Description of the task: For the entries below, the expected answer is the line with "repository aea54542bd100a33", the line with "NetworkType) -> Result<OsmResponse>;", and every line between them, exactly as written, and nothing more.

Stored data entries:
%%

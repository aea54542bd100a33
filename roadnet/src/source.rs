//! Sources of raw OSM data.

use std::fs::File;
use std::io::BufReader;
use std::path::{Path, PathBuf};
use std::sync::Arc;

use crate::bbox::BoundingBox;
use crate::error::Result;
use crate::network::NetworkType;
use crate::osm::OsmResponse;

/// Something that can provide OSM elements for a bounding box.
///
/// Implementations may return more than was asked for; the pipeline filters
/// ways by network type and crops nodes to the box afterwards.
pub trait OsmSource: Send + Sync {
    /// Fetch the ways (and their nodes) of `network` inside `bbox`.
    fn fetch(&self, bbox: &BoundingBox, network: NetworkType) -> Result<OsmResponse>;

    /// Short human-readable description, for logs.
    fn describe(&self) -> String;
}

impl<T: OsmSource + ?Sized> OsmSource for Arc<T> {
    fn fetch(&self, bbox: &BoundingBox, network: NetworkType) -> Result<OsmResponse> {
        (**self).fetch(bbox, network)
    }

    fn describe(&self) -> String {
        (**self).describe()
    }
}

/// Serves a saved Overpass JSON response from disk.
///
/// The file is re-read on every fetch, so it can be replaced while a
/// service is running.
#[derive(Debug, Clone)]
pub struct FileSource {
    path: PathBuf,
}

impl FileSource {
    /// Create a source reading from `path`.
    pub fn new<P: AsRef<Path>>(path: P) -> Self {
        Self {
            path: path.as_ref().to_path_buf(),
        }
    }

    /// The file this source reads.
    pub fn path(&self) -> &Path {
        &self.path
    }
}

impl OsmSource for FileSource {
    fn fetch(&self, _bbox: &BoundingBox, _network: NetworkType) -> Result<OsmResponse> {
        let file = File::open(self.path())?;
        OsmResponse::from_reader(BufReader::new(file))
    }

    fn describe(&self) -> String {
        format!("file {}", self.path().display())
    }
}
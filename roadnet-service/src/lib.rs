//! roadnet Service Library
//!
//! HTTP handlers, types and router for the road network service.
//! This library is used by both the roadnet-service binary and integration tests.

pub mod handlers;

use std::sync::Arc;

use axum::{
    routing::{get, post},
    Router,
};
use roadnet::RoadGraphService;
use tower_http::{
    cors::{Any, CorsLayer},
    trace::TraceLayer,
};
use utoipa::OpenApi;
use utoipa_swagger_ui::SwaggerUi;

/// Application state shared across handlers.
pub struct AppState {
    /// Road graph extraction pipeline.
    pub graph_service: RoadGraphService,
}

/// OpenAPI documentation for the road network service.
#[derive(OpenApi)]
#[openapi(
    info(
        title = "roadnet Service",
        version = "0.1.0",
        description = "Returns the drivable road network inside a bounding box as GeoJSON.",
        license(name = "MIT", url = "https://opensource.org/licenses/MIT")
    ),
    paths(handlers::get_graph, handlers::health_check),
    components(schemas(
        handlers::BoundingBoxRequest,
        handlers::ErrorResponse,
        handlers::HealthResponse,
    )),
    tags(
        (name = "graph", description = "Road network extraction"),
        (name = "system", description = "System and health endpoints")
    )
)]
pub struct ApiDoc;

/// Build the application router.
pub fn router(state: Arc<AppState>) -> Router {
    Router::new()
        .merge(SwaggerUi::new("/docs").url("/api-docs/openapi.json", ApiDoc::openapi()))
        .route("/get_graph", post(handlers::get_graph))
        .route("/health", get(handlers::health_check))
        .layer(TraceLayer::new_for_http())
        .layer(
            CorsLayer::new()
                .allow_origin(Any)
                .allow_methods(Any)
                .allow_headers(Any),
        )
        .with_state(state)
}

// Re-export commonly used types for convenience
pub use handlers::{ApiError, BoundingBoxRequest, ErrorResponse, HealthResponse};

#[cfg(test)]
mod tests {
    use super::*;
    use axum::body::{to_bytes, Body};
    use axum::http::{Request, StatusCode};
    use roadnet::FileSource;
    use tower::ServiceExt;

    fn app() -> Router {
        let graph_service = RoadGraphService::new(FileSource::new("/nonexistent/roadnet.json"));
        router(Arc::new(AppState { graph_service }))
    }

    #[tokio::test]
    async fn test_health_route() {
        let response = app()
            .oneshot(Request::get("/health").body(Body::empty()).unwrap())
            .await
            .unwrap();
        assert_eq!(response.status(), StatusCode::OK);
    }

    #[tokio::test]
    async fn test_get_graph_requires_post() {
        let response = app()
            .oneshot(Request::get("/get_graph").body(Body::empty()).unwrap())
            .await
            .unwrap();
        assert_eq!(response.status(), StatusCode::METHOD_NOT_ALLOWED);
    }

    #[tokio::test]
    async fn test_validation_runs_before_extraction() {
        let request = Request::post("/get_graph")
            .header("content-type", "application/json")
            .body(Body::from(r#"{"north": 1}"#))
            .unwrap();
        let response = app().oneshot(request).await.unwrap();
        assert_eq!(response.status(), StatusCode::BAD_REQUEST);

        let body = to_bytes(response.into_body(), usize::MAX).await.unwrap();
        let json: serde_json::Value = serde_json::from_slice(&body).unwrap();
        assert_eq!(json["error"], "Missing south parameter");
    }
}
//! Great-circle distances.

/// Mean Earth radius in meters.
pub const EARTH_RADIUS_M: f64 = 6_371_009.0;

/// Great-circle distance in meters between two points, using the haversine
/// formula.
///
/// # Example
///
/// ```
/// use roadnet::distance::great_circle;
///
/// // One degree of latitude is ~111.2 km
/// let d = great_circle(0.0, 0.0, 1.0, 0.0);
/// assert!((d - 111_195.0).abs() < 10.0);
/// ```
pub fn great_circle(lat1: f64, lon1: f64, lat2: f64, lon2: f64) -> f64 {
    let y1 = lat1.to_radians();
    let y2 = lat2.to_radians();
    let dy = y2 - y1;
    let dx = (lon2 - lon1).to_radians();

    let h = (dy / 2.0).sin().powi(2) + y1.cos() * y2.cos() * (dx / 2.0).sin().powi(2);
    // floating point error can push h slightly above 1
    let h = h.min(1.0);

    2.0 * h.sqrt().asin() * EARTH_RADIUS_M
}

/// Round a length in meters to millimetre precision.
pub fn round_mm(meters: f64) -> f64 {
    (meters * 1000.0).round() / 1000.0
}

%%
%%

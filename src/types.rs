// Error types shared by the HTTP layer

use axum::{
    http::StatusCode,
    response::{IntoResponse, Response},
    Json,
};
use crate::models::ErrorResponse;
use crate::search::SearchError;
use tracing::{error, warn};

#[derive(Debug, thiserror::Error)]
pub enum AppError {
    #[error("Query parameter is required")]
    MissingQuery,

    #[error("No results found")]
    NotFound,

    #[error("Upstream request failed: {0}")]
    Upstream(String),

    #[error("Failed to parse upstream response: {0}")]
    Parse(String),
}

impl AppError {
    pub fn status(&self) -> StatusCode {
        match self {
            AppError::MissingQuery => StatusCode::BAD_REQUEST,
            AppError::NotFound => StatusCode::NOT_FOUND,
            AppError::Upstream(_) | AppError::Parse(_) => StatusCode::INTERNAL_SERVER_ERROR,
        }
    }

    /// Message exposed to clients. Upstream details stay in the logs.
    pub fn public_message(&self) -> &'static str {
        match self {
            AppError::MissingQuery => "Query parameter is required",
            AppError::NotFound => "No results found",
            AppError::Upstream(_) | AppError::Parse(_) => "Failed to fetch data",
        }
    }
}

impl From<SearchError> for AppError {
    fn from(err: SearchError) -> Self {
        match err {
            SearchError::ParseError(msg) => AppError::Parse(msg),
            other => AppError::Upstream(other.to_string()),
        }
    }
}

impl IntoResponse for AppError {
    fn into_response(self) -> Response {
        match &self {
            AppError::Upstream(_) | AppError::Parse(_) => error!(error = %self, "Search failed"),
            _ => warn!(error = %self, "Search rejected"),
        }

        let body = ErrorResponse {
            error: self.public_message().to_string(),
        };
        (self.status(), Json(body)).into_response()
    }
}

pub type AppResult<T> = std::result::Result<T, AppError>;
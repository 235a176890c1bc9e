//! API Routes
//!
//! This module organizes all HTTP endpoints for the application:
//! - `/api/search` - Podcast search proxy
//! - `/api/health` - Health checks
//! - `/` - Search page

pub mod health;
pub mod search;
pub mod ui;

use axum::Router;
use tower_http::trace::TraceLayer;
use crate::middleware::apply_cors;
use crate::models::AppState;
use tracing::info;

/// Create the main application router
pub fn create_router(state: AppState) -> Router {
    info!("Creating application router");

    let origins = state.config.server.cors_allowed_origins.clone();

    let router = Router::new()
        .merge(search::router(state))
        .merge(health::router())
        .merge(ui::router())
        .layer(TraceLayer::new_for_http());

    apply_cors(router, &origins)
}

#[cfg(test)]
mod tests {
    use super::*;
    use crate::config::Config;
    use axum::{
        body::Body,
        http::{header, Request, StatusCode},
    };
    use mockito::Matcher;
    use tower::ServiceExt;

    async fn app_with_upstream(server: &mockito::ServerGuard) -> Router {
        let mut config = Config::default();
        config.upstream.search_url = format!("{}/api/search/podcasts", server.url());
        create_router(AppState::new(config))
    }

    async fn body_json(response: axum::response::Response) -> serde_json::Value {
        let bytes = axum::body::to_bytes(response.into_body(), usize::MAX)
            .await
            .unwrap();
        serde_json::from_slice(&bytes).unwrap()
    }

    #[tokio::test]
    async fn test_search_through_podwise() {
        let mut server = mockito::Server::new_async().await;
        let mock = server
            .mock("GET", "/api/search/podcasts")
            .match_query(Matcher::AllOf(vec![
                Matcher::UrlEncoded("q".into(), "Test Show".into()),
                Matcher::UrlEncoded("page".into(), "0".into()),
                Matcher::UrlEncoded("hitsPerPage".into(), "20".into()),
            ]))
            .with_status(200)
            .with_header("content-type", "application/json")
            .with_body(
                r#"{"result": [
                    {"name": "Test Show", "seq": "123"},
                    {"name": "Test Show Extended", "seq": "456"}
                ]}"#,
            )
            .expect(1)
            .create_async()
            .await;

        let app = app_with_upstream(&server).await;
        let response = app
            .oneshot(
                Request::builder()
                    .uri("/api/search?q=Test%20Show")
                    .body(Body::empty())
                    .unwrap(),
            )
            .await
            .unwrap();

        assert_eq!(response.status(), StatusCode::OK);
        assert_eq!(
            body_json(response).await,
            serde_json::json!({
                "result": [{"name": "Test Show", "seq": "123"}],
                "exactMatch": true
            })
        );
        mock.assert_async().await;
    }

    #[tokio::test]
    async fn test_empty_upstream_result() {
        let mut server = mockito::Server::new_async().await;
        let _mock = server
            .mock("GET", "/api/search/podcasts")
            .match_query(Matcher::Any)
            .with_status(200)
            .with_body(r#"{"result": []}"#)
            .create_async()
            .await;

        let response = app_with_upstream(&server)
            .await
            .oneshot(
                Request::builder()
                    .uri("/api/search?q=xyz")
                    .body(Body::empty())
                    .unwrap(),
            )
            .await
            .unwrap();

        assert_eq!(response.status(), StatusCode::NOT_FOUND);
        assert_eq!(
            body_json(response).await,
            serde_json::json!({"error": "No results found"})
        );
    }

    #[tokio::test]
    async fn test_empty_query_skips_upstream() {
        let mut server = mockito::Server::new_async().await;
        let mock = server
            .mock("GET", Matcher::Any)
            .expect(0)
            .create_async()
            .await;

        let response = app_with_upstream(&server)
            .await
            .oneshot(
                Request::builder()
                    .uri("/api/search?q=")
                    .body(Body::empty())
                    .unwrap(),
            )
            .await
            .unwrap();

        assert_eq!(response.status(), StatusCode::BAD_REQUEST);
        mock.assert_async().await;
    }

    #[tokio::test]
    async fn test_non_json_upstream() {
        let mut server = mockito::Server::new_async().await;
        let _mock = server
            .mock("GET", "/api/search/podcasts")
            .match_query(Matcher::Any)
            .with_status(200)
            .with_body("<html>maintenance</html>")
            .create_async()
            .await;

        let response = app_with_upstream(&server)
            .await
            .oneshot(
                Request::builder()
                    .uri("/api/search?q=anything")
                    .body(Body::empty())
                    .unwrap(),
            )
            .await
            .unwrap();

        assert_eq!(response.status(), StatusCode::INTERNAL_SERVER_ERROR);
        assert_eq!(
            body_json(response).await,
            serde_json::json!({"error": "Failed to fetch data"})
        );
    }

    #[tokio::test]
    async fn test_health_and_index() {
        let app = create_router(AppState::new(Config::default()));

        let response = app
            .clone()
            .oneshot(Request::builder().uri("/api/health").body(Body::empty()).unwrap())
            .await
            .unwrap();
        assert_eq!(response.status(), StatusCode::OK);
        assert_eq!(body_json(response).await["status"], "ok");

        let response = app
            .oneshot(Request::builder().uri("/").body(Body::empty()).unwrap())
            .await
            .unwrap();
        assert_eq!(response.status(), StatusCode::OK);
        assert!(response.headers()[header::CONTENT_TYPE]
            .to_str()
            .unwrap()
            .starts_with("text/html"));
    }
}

%%

Response to this task:
repository aea54542bd100a33
filename roadnet/src/source.rs
//! Sources of raw OSM data.

use std::fs::File;
use std::io::BufReader;
use std::path::{Path, PathBuf};
use std::sync::Arc;

use crate::bbox::BoundingBox;
use crate::error::Result;
use crate::network::NetworkType;
use crate::osm::OsmResponse;

/// Something that can provide OSM elements for a bounding box.
///
/// Implementations may return more than was asked for; the pipeline filters
/// ways by network type and crops nodes to the box afterwards.
pub trait OsmSource: Send + Sync {
    /// Fetch the ways (and their nodes) of `network` inside `bbox`.
    fn fetch(&self, bbox: &BoundingBox, network: NetworkType) -> Result<OsmResponse>;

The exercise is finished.